The final National Coastal Condition Assessment (NCCA) 2010 is now available.  To better answer questions about the condition of waters across the country, EPA and its state and tribal partners have conducted a series of surveys under the National Aquatic Resource Surveys (NARS) program.  The NCCA 2010 is the most recent in this series of surveys. The key goals of the NCCA 2010 are to describe the ecological condition of the nation’s coastal and Great Lakes nearshore waters, how those conditions are changing, and the key stressors affecting those waters.  The survey uses a statistical design to sample 1,104 randomly-selected sites that represent the condition of the larger population of coastal waters in the conterminous United States.  This is the first time the nearshore waters of the Great Lakes have been included in a national statistically-based survey.

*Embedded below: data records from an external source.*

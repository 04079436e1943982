//! Presentation copy: fixed labels, help tooltips and image slots used by the page.

use crate::viewer::ViewMode;
use showcase_types::NonEmptyText;

pub const SITE_TITLE: &str = "NutriPlan";
pub const HERO_TAGLINE: &str =
    "Guideline-grounded clinical nutrition care plans, reviewed for safety before they reach a dietitian.";
pub const CASE_PICKER_LABEL: &str = "Choose a case";
pub const VIEW_PICKER_LABEL: &str = "View";
pub const PROFILE_HEADING: &str = "Patient profile";
pub const PLAN_HEADING: &str = "Care plan (ADIME)";
pub const EVIDENCE_HEADING: &str = "Evidence consulted";
pub const SAFETY_HEADING: &str = "Safety constraints";
pub const NO_SAFETY_CONSTRAINTS: &str = "No case-specific constraints were raised for this plan.";
pub const RECORD_UNAVAILABLE: &str = "This record could not be displayed.";
pub const PRIMARY_FOCUS_BADGE: &str = "Primary focus";
pub const PAPER_LINK_LABEL: &str = "Read the paper";
pub const VIDEO_LINK_LABEL: &str = "Watch the video";
pub const DISMISS_LABEL: &str = "Dismiss";
pub const FOOTER_NOTE: &str =
    "All cases are pre-computed research artifacts. Nothing on this page is medical advice.";

pub const EVIDENCE_GUIDELINES_LABEL: &str = "Guidelines";
pub const EVIDENCE_TOOLS_LABEL: &str = "Tools";
pub const EVIDENCE_POINTS_LABEL: &str = "Retrieved points";

/// Help anchors: `(id, anchor text, popover text)`.
pub const TOOLTIPS: [(&str, &str, &str); 4] = [
    (
        "adime",
        "ADIME",
        "Assessment, Diagnosis, Intervention, Monitoring and Evaluation: the standard structure of a nutrition care plan.",
    ),
    (
        "must",
        "MUST",
        "Malnutrition Universal Screening Tool, a five-step screen combining BMI, weight loss and acute disease effect.",
    ),
    (
        "nutrition-order",
        "NutritionOrder",
        "A structured diet order shaped like the FHIR NutritionOrder resource, ready for downstream systems.",
    ),
    (
        "retrieval",
        "guideline retrieval",
        "Passages from published clinical guidelines retrieved for the patient's conditions and cited in the plan.",
    ),
];

/// Image slots: `(section id, file name, alt text)`.
pub const IMAGES: [(&str, &str, &str); 4] = [
    (
        "overview",
        "pipeline-overview.png",
        "Pipeline overview from patient profile to reviewed care plan",
    ),
    (
        "methodology",
        "methodology-agents.png",
        "Agents and the order in which they run",
    ),
    (
        "results",
        "results-ratings.png",
        "Reviewer ratings for completeness, adherence and safety",
    ),
    ("team", "team.jpg", "The project team"),
];

/// Team roles shown in the team section.
pub const TEAM_ROLES: [(&str, &str); 4] = [
    ("Clinical dietetics", "Case authoring and plan review"),
    ("Health informatics", "Structured order mapping"),
    ("Machine learning", "Pipeline design and evaluation"),
    ("Patient safety", "Constraint review and sign-off"),
];

pub fn view_label(mode: ViewMode) -> &'static str {
    match mode {
        ViewMode::Primary => "Care plan",
        ViewMode::Structured => "Structured order",
        ViewMode::Raw => "Raw record",
    }
}

/// Inline acknowledgement for link placeholders that have no destination yet.
pub fn link_pending_notice(target: &NonEmptyText) -> String {
    format!("The {target} link is not available yet. It will be added once the material is published.")
}

/// Every fixed label the page depends on, named for integrity reporting.
pub fn required_labels() -> Vec<(String, &'static str)> {
    let fixed = [
        ("site.title", SITE_TITLE),
        ("hero.tagline", HERO_TAGLINE),
        ("cases.picker", CASE_PICKER_LABEL),
        ("cases.view_picker", VIEW_PICKER_LABEL),
        ("cases.profile", PROFILE_HEADING),
        ("cases.plan", PLAN_HEADING),
        ("cases.evidence", EVIDENCE_HEADING),
        ("cases.safety", SAFETY_HEADING),
        ("cases.primary_focus", PRIMARY_FOCUS_BADGE),
        ("cases.record_unavailable", RECORD_UNAVAILABLE),
        ("cta.paper", PAPER_LINK_LABEL),
        ("cta.video", VIDEO_LINK_LABEL),
        ("notice.dismiss", DISMISS_LABEL),
        ("view.primary", view_label(ViewMode::Primary)),
        ("view.structured", view_label(ViewMode::Structured)),
        ("view.raw", view_label(ViewMode::Raw)),
    ];
    let mut labels: Vec<(String, &'static str)> = fixed
        .into_iter()
        .map(|(name, text)| (name.to_string(), text))
        .collect();
    for (id, label, detail) in TOOLTIPS {
        labels.push((format!("tooltip.{id}.label"), label));
        labels.push((format!("tooltip.{id}.detail"), detail));
    }
    for (_, file, alt) in IMAGES {
        labels.push((format!("image.{file}.alt"), alt));
    }
    labels
}
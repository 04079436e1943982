//! Validated text primitives shared by the showcase crates.

/// Errors that can occur when creating validated text types.
#[derive(Debug, thiserror::Error, PartialEq, Eq)]
pub enum TextError {
    /// The input text was empty or contained only whitespace
    #[error("Text cannot be empty")]
    Empty,
    /// The input is not usable as an asset file name
    #[error("invalid asset name: {0}")]
    InvalidAssetName(String),
}

/// A string type that guarantees non-empty content.
///
/// This type wraps a `String` and ensures it contains at least one non-whitespace character.
/// The input is automatically trimmed of leading and trailing whitespace during construction.
#[derive(Debug, Clone, PartialEq, Eq)]
pub struct NonEmptyText(String);

impl NonEmptyText {
    /// Creates a new `NonEmptyText` from the given input.
    ///
    /// The input is trimmed of leading and trailing whitespace. If the trimmed
    /// result is empty, an error is returned.
    ///
    /// # Returns
    ///
    /// Returns `Ok(NonEmptyText)` if the trimmed input is non-empty,
    /// or `Err(TextError::Empty)` if it's empty or contains only whitespace.
    pub fn new(input: impl AsRef<str>) -> Result<Self, TextError> {
        let trimmed = input.as_ref().trim();
        if trimmed.is_empty() {
            return Err(TextError::Empty);
        }
        Ok(Self(trimmed.to_owned()))
    }

    /// Returns the inner string as a string slice.
    pub fn as_str(&self) -> &str {
        &self.0
    }
}

impl std::fmt::Display for NonEmptyText {
    fn fmt(&self, f: &mut std::fmt::Formatter<'_>) -> std::fmt::Result {
        write!(f, "{}", self.0)
    }
}

impl serde::Serialize for NonEmptyText {
    fn serialize<S>(&self, serializer: S) -> Result<S::Ok, S::Error>
    where
        S: serde::Serializer,
    {
        serializer.serialize_str(&self.0)
    }
}

impl<'de> serde::Deserialize<'de> for NonEmptyText {
    fn deserialize<D>(deserializer: D) -> Result<Self, D::Error>
    where
        D: serde::Deserializer<'de>,
    {
        let s = String::deserialize(deserializer)?;
        NonEmptyText::new(&s).map_err(serde::de::Error::custom)
    }
}

/// A flat file name that is safe to resolve inside an asset directory.
///
/// Asset names are requested by logical name from outside the process (page markup, HTTP paths),
/// so they are restricted to a conservative ASCII set:
/// - no path separators and no leading `.` (no traversal, no hidden files)
/// - only `0-9`, `a-z`, `A-Z`, `.`, `-`, `_`
/// - at most [`AssetName::MAX_LEN`] bytes
#[derive(Debug, Clone, PartialEq, Eq, Hash, PartialOrd, Ord)]
pub struct AssetName(String);

impl AssetName {
    /// Maximum accepted length in bytes.
    pub const MAX_LEN: usize = 128;

    /// Validates `input` and wraps it.
    pub fn parse(input: impl AsRef<str>) -> Result<Self, TextError> {
        let name = input.as_ref();
        if name.trim().is_empty() {
            return Err(TextError::Empty);
        }
        if name.len() > Self::MAX_LEN {
            return Err(TextError::InvalidAssetName(format!(
                "exceeds maximum length of {} characters",
                Self::MAX_LEN
            )));
        }
        if name.starts_with('.') {
            return Err(TextError::InvalidAssetName(format!(
                "'{name}' must not start with '.'"
            )));
        }
        let ok = name
            .bytes()
            .all(|b| matches!(b, b'0'..=b'9' | b'a'..=b'z' | b'A'..=b'Z' | b'.' | b'-' | b'_'));
        if !ok {
            return Err(TextError::InvalidAssetName(format!(
                "'{name}' contains invalid characters (only alphanumeric, '.', '-', '_' allowed)"
            )));
        }
        Ok(Self(name.to_owned()))
    }

    /// Returns the file name.
    pub fn as_str(&self) -> &str {
        &self.0
    }

    /// Returns the lowercase extension, if any.
    pub fn extension(&self) -> Option<String> {
        self.0
            .rsplit_once('.')
            .map(|(_, ext)| ext.to_ascii_lowercase())
            .filter(|ext| !ext.is_empty())
    }
}

impl std::fmt::Display for AssetName {
    fn fmt(&self, f: &mut std::fmt::Formatter<'_>) -> std::fmt::Result {
        f.write_str(&self.0)
    }
}

impl AsRef<str> for AssetName {
    fn as_ref(&self) -> &str {
        &self.0
    }
}
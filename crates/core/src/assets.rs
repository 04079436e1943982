//! Static asset boundary.
//!
//! The page requests images by logical file name. Serving them is the job of an outside
//! collaborator (a directory on disk behind the preview server). When an image is missing or
//! fails to load, the page shows a placeholder that names the expected file and where to put it.

use crate::render::html::escape_html;
use crate::{ShowcaseError, ShowcaseResult};
use showcase_types::AssetName;
use std::collections::BTreeSet;
use std::path::PathBuf;

/// Source of named image assets.
pub trait AssetCatalog {
    /// Whether `name` is expected to load.
    fn contains(&self, name: &AssetName) -> bool;

    /// Human-readable location where `name` should be placed.
    fn location(&self) -> String;
}

/// Assets stored as flat files in one directory.
#[derive(Clone, Debug)]
pub struct DirAssets {
    dir: PathBuf,
}

impl DirAssets {
    pub fn new(dir: impl Into<PathBuf>) -> Self {
        Self { dir: dir.into() }
    }

    /// Reads an asset's bytes. `Ok(None)` means the file does not exist.
    pub fn read(&self, name: &AssetName) -> ShowcaseResult<Option<Vec<u8>>> {
        match std::fs::read(self.dir.join(name.as_str())) {
            Ok(bytes) => Ok(Some(bytes)),
            Err(e) if e.kind() == std::io::ErrorKind::NotFound => Ok(None),
            Err(e) => Err(ShowcaseError::AssetRead(e)),
        }
    }
}

impl AssetCatalog for DirAssets {
    fn contains(&self, name: &AssetName) -> bool {
        self.dir.join(name.as_str()).is_file()
    }

    fn location(&self) -> String {
        format!("{}/", self.dir.display())
    }
}

/// A fixed set of available asset names.
#[derive(Clone, Debug, Default)]
pub struct MemoryAssets {
    names: BTreeSet<AssetName>,
}

impl MemoryAssets {
    pub fn new<I>(names: I) -> Self
    where
        I: IntoIterator<Item = AssetName>,
    {
        Self {
            names: names.into_iter().collect(),
        }
    }
}

impl AssetCatalog for MemoryAssets {
    fn contains(&self, name: &AssetName) -> bool {
        self.names.contains(name)
    }

    fn location(&self) -> String {
        "the asset directory".to_string()
    }
}

/// MIME type for an asset, by extension.
pub fn content_type(name: &AssetName) -> &'static str {
    match name.extension().as_deref() {
        Some("png") => "image/png",
        Some("jpg") | Some("jpeg") => "image/jpeg",
        Some("gif") => "image/gif",
        Some("svg") => "image/svg+xml",
        Some("webp") => "image/webp",
        _ => "application/octet-stream",
    }
}

/// Remediation text shown in place of a missing image.
pub fn placeholder_message(file_name: &str, location: &str) -> String {
    format!("Image not available: expected '{file_name}' in {location}")
}

/// A standalone SVG placeholder for a missing image.
pub fn placeholder_svg(file_name: &str, location: &str) -> String {
    let message = escape_html(&placeholder_message(file_name, location));
    format!(
        concat!(
            r##"<svg xmlns="http://www.w3.org/2000/svg" width="640" height="240" viewBox="0 0 640 240">"##,
            r##"<rect width="640" height="240" fill="#f4f1ea" stroke="#b9b2a3" stroke-dasharray="8 6"/>"##,
            r##"<text x="320" y="124" font-family="sans-serif" font-size="15" fill="#5a5446" text-anchor="middle">{}</text>"##,
            "</svg>"
        ),
        message
    )
}
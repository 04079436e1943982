use crate::integrity::IntegrityError;

#[derive(Debug, thiserror::Error)]
pub enum ShowcaseError {
    #[error("invalid input: {0}")]
    InvalidInput(String),
    #[error("failed to parse dataset: {0}")]
    DatasetParse(serde_yaml::Error),
    #[error("dataset has no {0}; at least one is required")]
    EmptyDataset(&'static str),
    #[error("dataset integrity check failed: {0}")]
    Integrity(#[from] IntegrityError),
    #[error("failed to parse event script: {0}")]
    ScriptParse(serde_yaml::Error),
    #[error("failed to serialize case: {0}")]
    Serialization(serde_json::Error),
    #[error("failed to read asset directory: {0}")]
    AssetRead(std::io::Error),
    #[error("invalid text: {0}")]
    Text(#[from] showcase_types::TextError),
}

pub type ShowcaseResult<T> = std::result::Result<T, ShowcaseError>;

The report finds that more than half of the nation’s coastal and Great Lakes nearshore waters are rated in good condition for biological and sediment quality; while about one third are rated in good condition for water quality and less than one percent are rated in good condition based on the potential harm that fish tissue contaminants pose to predator fish, birds, and wildlife.  Excessive phosphorus is the greatest contributor to the poor water quality rating.  Selenium is the greatest contributor to the poor rating for potential harm to predator fish, birds and wildlife from fish tissue contaminants.